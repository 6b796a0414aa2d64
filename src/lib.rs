//! Multi-camera still capture and compositing.
//!
//! Each cycle grabs one still frame from every configured camera at the same
//! time, repairs and decodes the cameras' MJPG output, and copies the frames
//! onto one fixed-size canvas at per-camera offsets.
//!
//! # Architecture
//!
//! The pipeline holds three guarantees by construction:
//!
//! 1. **All or nothing**: a cycle yields a canvas only if every camera delivered
//!    a decodable frame. A composite with a missing panel is never emitted.
//! 2. **Deterministic order**: frames are composited in configured camera order,
//!    whatever order the captures complete in. Later cameras draw on top.
//! 3. **Every stream is stopped**: each session is stopped exactly once on
//!    shutdown, including after failed cycles or a signal before any cycle ran.
//!
//! # Module Structure
//!
//! - `config`: camera list, canvas layout, run settings
//! - `device`: driver seam (`CaptureDevice`), format negotiation, `DeviceSession`
//! - `decode`: MJPG bitstream repair and JPEG decode
//! - `capture`: concurrent fan-out across sessions
//! - `composite`: canvas allocation and frame placement
//! - `cycle`: the sequential cycle loop and shutdown
//! - `sink`: where finished canvases go

pub mod capture;
pub mod composite;
pub mod config;
pub mod cycle;
pub mod decode;
pub mod device;
pub mod error;
pub mod exit_codes;
pub mod sink;

pub use capture::capture_all;
pub use composite::{Canvas, Compositor, Placement};
pub use config::{CanvasConfig, DeviceConfig, MosaicConfig, RunSettings};
pub use cycle::{CycleDriver, DriverState, RunSummary};
pub use decode::{decode_frame, decode_jpeg, repair_mjpeg, DecodedFrame};
pub use device::{
    select_format, CaptureDevice, CaptureFormat, DeviceSession, FourCc, RawCapture,
    SessionState, SessionStats, StubDevice,
};
#[cfg(feature = "ingest-v4l2")]
pub use device::V4l2Device;
pub use error::{CompositeError, CycleError, DecodeError, SessionError};
pub use sink::{FileSink, FrameSink};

▶ **YOUR ASSIGNMENT**: Write all the entries out again exactly as they are.

▶ **SOLUTION TO THIS EXERCISE**:
repository 6b796a0414aa2d64
filename src/lib.rs
//! Multi-camera still capture and compositing.
//!
//! Each cycle grabs one still frame from every configured camera at the same
//! time, repairs and decodes the cameras' MJPG output, and copies the frames
//! onto one fixed-size canvas at per-camera offsets.
//!
//! # Architecture
//!
//! The pipeline holds three guarantees by construction:
//!
//! 1. **All or nothing**: a cycle yields a canvas only if every camera delivered
//!    a decodable frame. A composite with a missing panel is never emitted.
//! 2. **Deterministic order**: frames are composited in configured camera order,
//!    whatever order the captures complete in. Later cameras draw on top.
//! 3. **Every stream is stopped**: each session is stopped exactly once on
//!    shutdown, including after failed cycles or a signal before any cycle ran.
//!
//! # Module Structure
//!
//! - `config`: camera list, canvas layout, run settings
//! - `device`: driver seam (`CaptureDevice`), format negotiation, `DeviceSession`
//! - `decode`: MJPG bitstream repair and JPEG decode
//! - `capture`: concurrent fan-out across sessions
//! - `composite`: canvas allocation and frame placement
//! - `cycle`: the sequential cycle loop and shutdown
//! - `sink`: where finished canvases go

pub mod capture;
pub mod composite;
pub mod config;
pub mod cycle;
pub mod decode;
pub mod device;
pub mod error;
pub mod exit_codes;
pub mod sink;

pub use capture::capture_all;
pub use composite::{Canvas, Compositor, Placement};
pub use config::{CanvasConfig, DeviceConfig, MosaicConfig, RunSettings};
pub use cycle::{CycleDriver, DriverState, RunSummary};
pub use decode::{decode_frame, decode_jpeg, repair_mjpeg, DecodedFrame};
pub use device::{
    select_format, CaptureDevice, CaptureFormat, DeviceSession, FourCc, RawCapture,
    SessionState, SessionStats, StubDevice,
};
#[cfg(feature = "ingest-v4l2")]
pub use device::V4l2Device;
pub use error::{CompositeError, CycleError, DecodeError, SessionError};
pub use sink::{FileSink, FrameSink};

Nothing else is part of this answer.